═════ THE DATA
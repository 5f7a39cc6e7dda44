//! End-to-end tests: a real gateway on an ephemeral port, driven by
//! WebSocket clients.
#![allow(clippy::unwrap_used, clippy::expect_used)]

use std::{net::SocketAddr, sync::Arc, time::Duration};

use {
    async_trait::async_trait,
    futures::{SinkExt, StreamExt, future::join_all},
    serde_json::json,
    tokio::{net::TcpStream, time::timeout},
    tokio_tungstenite::{MaybeTlsStream, WebSocketStream, connect_async, tungstenite::Message},
};

use {
    nexus_agents::{BackendError, ChatBackend, ChatMessage, ChatRequest, LlmProvider, MiniBackend},
    nexus_config::{ChatConfig, GatewayConfig},
    nexus_gateway::{GatewayState, auth::resolve_auth, serve},
    nexus_protocol::{Event, Payload, decode, encode, event_types, topics},
};

type Ws = WebSocketStream<MaybeTlsStream<TcpStream>>;

const QUIET: Duration = Duration::from_millis(200);

struct Failing;

#[async_trait]
impl ChatBackend for Failing {
    async fn handle(&self, _request: &ChatRequest) -> Result<Vec<Event>, BackendError> {
        Err(BackendError::EmptyReply)
    }
}

/// Provider that always answers "sure".
struct Canned;

#[async_trait]
impl LlmProvider for Canned {
    fn name(&self) -> &str {
        "canned"
    }

    fn id(&self) -> &str {
        "canned-1"
    }

    async fn complete(&self, _messages: &[ChatMessage]) -> Result<String, BackendError> {
        Ok("sure".into())
    }
}

async fn start(
    token: Option<&str>,
    backend: Option<Arc<dyn ChatBackend>>,
) -> (SocketAddr, Arc<GatewayState>) {
    let listener = tokio::net::TcpListener::bind("127.0.0.1:0").await.unwrap();
    let addr = listener.local_addr().unwrap();
    let state = GatewayState::new(
        resolve_auth(token.map(str::to_owned)),
        backend,
        &GatewayConfig::default(),
    );
    tokio::spawn(serve(listener, Arc::clone(&state)));
    (addr, state)
}

async fn connect(addr: SocketAddr, token: Option<&str>) -> Ws {
    let url = match token {
        Some(t) => format!("ws://{addr}/ws?token={t}"),
        None => format!("ws://{addr}/ws"),
    };
    let (ws, _) = connect_async(url).await.unwrap();
    ws
}

async fn send(ws: &mut Ws, event: &Event) {
    ws.send(Message::text(encode(event).unwrap())).await.unwrap();
}

/// Next event within `wait`, skipping non-text frames.
async fn recv_within(ws: &mut Ws, wait: Duration) -> Option<Event> {
    loop {
        match timeout(wait, ws.next()).await {
            Ok(Some(Ok(Message::Text(text)))) => return Some(decode(text.as_str()).unwrap()),
            Ok(Some(Ok(Message::Close(_)))) | Ok(Some(Err(_))) | Ok(None) | Err(_) => return None,
            Ok(Some(Ok(_))) => continue,
        }
    }
}

async fn recv(ws: &mut Ws) -> Event {
    recv_within(ws, Duration::from_secs(5)).await.expect("expected an event")
}

fn input(topic: &str, session: &str, text: &str) -> Event {
    Event::builder(
        event_types::INTERFACE_INPUT,
        "interface:test",
        topic,
        json!({"text": text}),
    )
    .session(Some(session))
    .build()
}

fn text(event: &Event) -> String {
    match event.typed_payload() {
        Payload::Text(t) => t.text,
        other => panic!("expected text payload, got {other:?}"),
    }
}

/// Bind the connection to `session` and wait for the acknowledgement, so the
/// registration is known to have happened.
async fn join(ws: &mut Ws, session: &str) {
    send(ws, &input("control.hello", session, "")).await;
    let ack = recv(ws).await;
    assert_eq!(ack.topic(), topics::NOTIFICATION);
    assert_eq!(ack.session_id(), Some(session));
}

#[tokio::test]
async fn wrong_token_is_closed_with_policy_violation() {
    let (addr, state) = start(Some("secret"), None).await;
    let mut ws = connect(addr, Some("wrong")).await;

    let frame = timeout(Duration::from_secs(5), ws.next()).await.unwrap();
    match frame {
        Some(Ok(Message::Close(Some(close)))) => {
            assert_eq!(u16::from(close.code), 1008);
            assert_eq!(close.reason.as_str(), "Unauthorized");
        },
        other => panic!("expected close frame, got {other:?}"),
    }
    assert_eq!(state.connection_count().await, 0);
    assert_eq!(state.registry.session_count().await, 0);
}

#[tokio::test]
async fn repeated_token_param_still_gets_policy_close() {
    let (addr, state) = start(Some("secret"), None).await;
    let (mut ws, _) = connect_async(format!("ws://{addr}/ws?token=a&token=b"))
        .await
        .unwrap();

    let frame = timeout(Duration::from_secs(5), ws.next()).await.unwrap();
    match frame {
        Some(Ok(Message::Close(Some(close)))) => assert_eq!(u16::from(close.code), 1008),
        other => panic!("expected close frame, got {other:?}"),
    }
    assert_eq!(state.connection_count().await, 0);
}

#[tokio::test]
async fn missing_token_is_rejected() {
    let (addr, state) = start(Some("secret"), None).await;
    let mut ws = connect(addr, None).await;
    assert!(recv_within(&mut ws, Duration::from_secs(2)).await.is_none());
    assert_eq!(state.connection_count().await, 0);
}

#[tokio::test]
async fn right_token_proceeds() {
    let (addr, _state) = start(Some("secret"), None).await;
    let mut ws = connect(addr, Some("secret")).await;
    join(&mut ws, "A").await;
}

#[tokio::test]
async fn session_membership_follows_connection_lifetime() {
    let (addr, state) = start(None, None).await;
    let mut ws = connect(addr, None).await;
    join(&mut ws, "S").await;
    assert_eq!(state.registry.connections_for("S").await.len(), 1);

    ws.close(None).await.unwrap();
    drop(ws);

    let deadline = tokio::time::Instant::now() + Duration::from_secs(5);
    while !state.registry.connections_for("S").await.is_empty() {
        assert!(tokio::time::Instant::now() < deadline, "session never released");
        tokio::time::sleep(Duration::from_millis(20)).await;
    }
    assert_eq!(state.connection_count().await, 0);
}

#[tokio::test]
async fn closing_without_session_end_releases_chat_state() {
    let backend = Arc::new(MiniBackend::new(
        Some(Arc::new(Canned) as Arc<dyn LlmProvider>),
        &ChatConfig::default(),
    ));
    let (addr, _state) = start(None, Some(Arc::clone(&backend) as Arc<dyn ChatBackend>)).await;
    let mut ws = connect(addr, None).await;

    send(&mut ws, &input(topics::CHAT_INPUT, "S", "hello")).await;
    assert_eq!(text(&recv(&mut ws).await), "sure");
    assert_eq!(backend.session_count().await, 1);

    ws.close(None).await.unwrap();
    drop(ws);

    let deadline = tokio::time::Instant::now() + Duration::from_secs(5);
    while backend.session_count().await != 0 {
        assert!(tokio::time::Instant::now() < deadline, "chat state never released");
        tokio::time::sleep(Duration::from_millis(20)).await;
    }
}

#[tokio::test]
async fn binary_frames_are_relayed_as_binary() {
    let (addr, _state) = start(None, None).await;
    let mut sender = connect(addr, None).await;
    let mut listener = connect(addr, None).await;
    join(&mut sender, "bin-a").await;
    join(&mut listener, "bin-b").await;

    let raw = encode(&Event::builder("sensor.reading", "probe", "temp", json!({"c": 4})).build())
        .unwrap();
    sender.send(Message::binary(raw.clone().into_bytes())).await.unwrap();

    match timeout(Duration::from_secs(5), listener.next()).await.unwrap() {
        Some(Ok(Message::Binary(bytes))) => assert_eq!(&bytes[..], raw.as_bytes()),
        other => panic!("expected binary frame, got {other:?}"),
    }
}

#[tokio::test]
async fn tick_reaches_each_connection_of_the_session_once() {
    let (addr, _state) = start(None, None).await;
    let mut first = connect(addr, None).await;
    let mut second = connect(addr, None).await;
    let mut producer = connect(addr, None).await;
    join(&mut first, "S").await;
    join(&mut second, "S").await;
    // The second join also acknowledged to the first connection.
    assert_eq!(recv(&mut first).await.topic(), topics::NOTIFICATION);

    let tick = Event::builder(
        event_types::GRID_TICK,
        "grid:loop",
        topics::TICK,
        json!({"n": 7, "rand": 0.25}),
    )
    .build();
    send(&mut producer, &tick).await;

    for ws in [&mut first, &mut second] {
        let note = recv(ws).await;
        assert_eq!(note.kind(), event_types::INTERFACE_OUTPUT);
        assert_eq!(note.topic(), topics::NOTIFICATION);
        assert!(text(&note).ends_with("Tick 7"), "{}", text(&note));
        assert!(recv_within(ws, QUIET).await.is_none());
    }
    assert!(recv_within(&mut producer, QUIET).await.is_none());
}

#[tokio::test]
async fn control_ack_goes_only_to_its_session() {
    let (addr, _state) = start(None, None).await;
    let mut a = connect(addr, None).await;
    let mut b = connect(addr, None).await;
    join(&mut a, "A").await;
    join(&mut b, "B").await;

    send(&mut a, &input(topics::CONTROL_SESSION_END, "A", "")).await;
    let ack = recv(&mut a).await;
    assert!(text(&ack).ends_with("Control ack: control.session.end"));
    assert!(recv_within(&mut a, QUIET).await.is_none());
    assert!(recv_within(&mut b, QUIET).await.is_none());
}

#[tokio::test]
async fn failing_backend_echoes_to_sender_only() {
    let (addr, _state) = start(None, Some(Arc::new(Failing) as Arc<dyn ChatBackend>)).await;
    let mut a = connect(addr, None).await;
    let mut b = connect(addr, None).await;
    join(&mut a, "A").await;
    join(&mut b, "B").await;

    send(&mut a, &input(topics::CHAT_INPUT, "A", "hello")).await;
    let out = recv(&mut a).await;
    assert_eq!(out.topic(), topics::CHAT_OUTPUT);
    assert_eq!(text(&out), "hello");
    assert!(recv_within(&mut a, QUIET).await.is_none());
    assert!(recv_within(&mut b, QUIET).await.is_none());
}

#[tokio::test]
async fn undecodable_frames_keep_connection_open() {
    let (addr, _state) = start(None, None).await;
    let mut ws = connect(addr, None).await;
    ws.send(Message::text("definitely not json")).await.unwrap();
    ws.send(Message::text(r#"{"type":"interface.input"}"#)).await.unwrap();
    join(&mut ws, "A").await;
}

#[tokio::test]
async fn unknown_events_relay_to_other_connections() {
    let (addr, _state) = start(None, None).await;
    let mut sender = connect(addr, None).await;
    let mut listener = connect(addr, None).await;
    // Make sure both handlers are registered before relaying.
    join(&mut sender, "relay-a").await;
    join(&mut listener, "relay-b").await;

    let event = Event::builder("sensor.reading", "probe", "temp", json!({"c": 21})).build();
    send(&mut sender, &event).await;

    let got = recv(&mut listener).await;
    assert_eq!(got.id(), event.id());
    assert_eq!(got.payload(), &json!({"c": 21}));
    assert!(recv_within(&mut sender, QUIET).await.is_none());
}

#[tokio::test]
async fn hundred_sessions_do_not_leak() {
    let (addr, _state) = start(None, None).await;

    let clients = (0..100).map(|i| async move {
        let session = format!("s{i}");
        let mut ws = connect(addr, None).await;
        join(&mut ws, &session).await;
        (session, ws)
    });
    let mut clients = join_all(clients).await;

    join_all(clients.iter_mut().map(|(session, ws)| async move {
        send(ws, &input(topics::CHAT_INPUT, session, &format!("msg-{session}"))).await;
    }))
    .await;

    let results = join_all(clients.iter_mut().map(|(session, ws)| async move {
        let out = recv(ws).await;
        assert_eq!(out.session_id(), Some(session.as_str()));
        assert_eq!(text(&out), format!("msg-{session}"));
        assert!(recv_within(ws, QUIET).await.is_none());
    }))
    .await;
    assert_eq!(results.len(), 100);
}

#[tokio::test]
async fn health_reports_connections() {
    let (addr, _state) = start(None, None).await;
    let mut ws = connect(addr, None).await;
    join(&mut ws, "A").await;

    let body: serde_json::Value = reqwest::get(format!("http://{addr}/health"))
        .await
        .unwrap()
        .json()
        .await
        .unwrap();
    assert_eq!(body["status"], "ok");
    assert_eq!(body["connections"], 1);
    assert_eq!(body["sessions"], 1);
}
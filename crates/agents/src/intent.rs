//! Home-automation intents typed directly into chat (`!scene`, `!lights`).

use serde_json::{Map, Value};

use nexus_protocol::HomeCommand;

pub const SCENE_SET: &str = "hass.scene.set";
pub const LIGHT_TOGGLE: &str = "hass.light.toggle";

/// Parse `!scene <name>` or `!lights <room> [on|off]` into a home command.
pub fn parse_home_intent(text: &str) -> Option<HomeCommand> {
    let rest = text.trim().strip_prefix('!')?;
    let (verb, args) = rest.split_once(char::is_whitespace).unwrap_or((rest, ""));
    let args = args.trim();

    let mut params = Map::new();
    let topic = match verb.to_ascii_lowercase().as_str() {
        "scene" if !args.is_empty() => {
            params.insert("scene".into(), Value::String(args.to_string()));
            SCENE_SET
        },
        "lights" | "light" => {
            let mut words: Vec<&str> = args.split_whitespace().collect();
            let state = match words.last().map(|w| w.to_ascii_lowercase()) {
                Some(w) if w == "on" || w == "off" => {
                    words.pop();
                    w
                },
                _ => "on".to_string(),
            };
            if !words.is_empty() {
                params.insert("room".into(), Value::String(words.join(" ")));
            }
            params.insert("state".into(), Value::String(state));
            LIGHT_TOGGLE
        },
        _ => return None,
    };

    Some(HomeCommand {
        topic: Some(topic.to_string()),
        params,
    })
}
══════════
__PROMPT__.
Search the listing above for the lines with "let url = match" and "async fn join(ws: &mut", then output those lines and all lines between them exactly.

__EXPECTED ANSWER__.
    let url = match token {
        Some(t) => format!("ws://{addr}/ws?token={t}"),
        None => format!("ws://{addr}/ws"),
    };
    let (ws, _) = connect_async(url).await.unwrap();
    ws
}

async fn send(ws: &mut Ws, event: &Event) {
    ws.send(Message::text(encode(event).unwrap())).await.unwrap();
}

/// Next event within `wait`, skipping non-text frames.
async fn recv_within(ws: &mut Ws, wait: Duration) -> Option<Event> {
    loop {
        match timeout(wait, ws.next()).await {
            Ok(Some(Ok(Message::Text(text)))) => return Some(decode(text.as_str()).unwrap()),
            Ok(Some(Ok(Message::Close(_)))) | Ok(Some(Err(_))) | Ok(None) | Err(_) => return None,
            Ok(Some(Ok(_))) => continue,
        }
    }
}

async fn recv(ws: &mut Ws) -> Event {
    recv_within(ws, Duration::from_secs(5)).await.expect("expected an event")
}

fn input(topic: &str, session: &str, text: &str) -> Event {
    Event::builder(
        event_types::INTERFACE_INPUT,
        "interface:test",
        topic,
        json!({"text": text}),
    )
    .session(Some(session))
    .build()
}

fn text(event: &Event) -> String {
    match event.typed_payload() {
        Payload::Text(t) => t.text,
        other => panic!("expected text payload, got {other:?}"),
    }
}

/// Bind the connection to `session` and wait for the acknowledgement, so the
/// registration is known to have happened.
async fn join(ws: &mut Ws, session: &str) {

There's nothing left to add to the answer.